• **PROBLEM REQUIREMENTS**: From the line that contains "return String::new();" to the last line of the entries, set down each line exactly as written, both ends included, with nothing else.

• **DATA RECORDS**:

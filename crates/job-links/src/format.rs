//! Plain-text rendering of link lists for copying.

use crate::types::FormatOptions;

/// Render links as text.
///
/// An empty list renders as an empty string, never as a bare count header.
pub fn format_urls<S: AsRef<str>>(urls: &[S], options: &FormatOptions) -> String {
    if urls.is_empty() {
        return String::new();
    }

    let lines: Vec<String> = urls
        .iter()
        .enumerate()
        .map(|(idx, url)| {
            if options.include_index {
                format!("{}. {}", idx + 1, url.as_ref())
            } else {
                url.as_ref().to_string()
            }
        })
        .collect();

    let body = lines.join(&options.separator);
    if options.include_count {
        format!("Total: {} links\n{body}", urls.len())
    } else {
        body
    }
}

• **YOUR SOLUTION**:
        return String::new();
    }

    let lines: Vec<String> = urls
        .iter()
        .enumerate()
        .map(|(idx, url)| {
            if options.include_index {
                format!("{}. {}", idx + 1, url.as_ref())
            } else {
                url.as_ref().to_string()
            }
        })
        .collect();

    let body = lines.join(&options.separator);
    if options.include_count {
        format!("Total: {} links\n{body}", urls.len())
    } else {
        body
    }
}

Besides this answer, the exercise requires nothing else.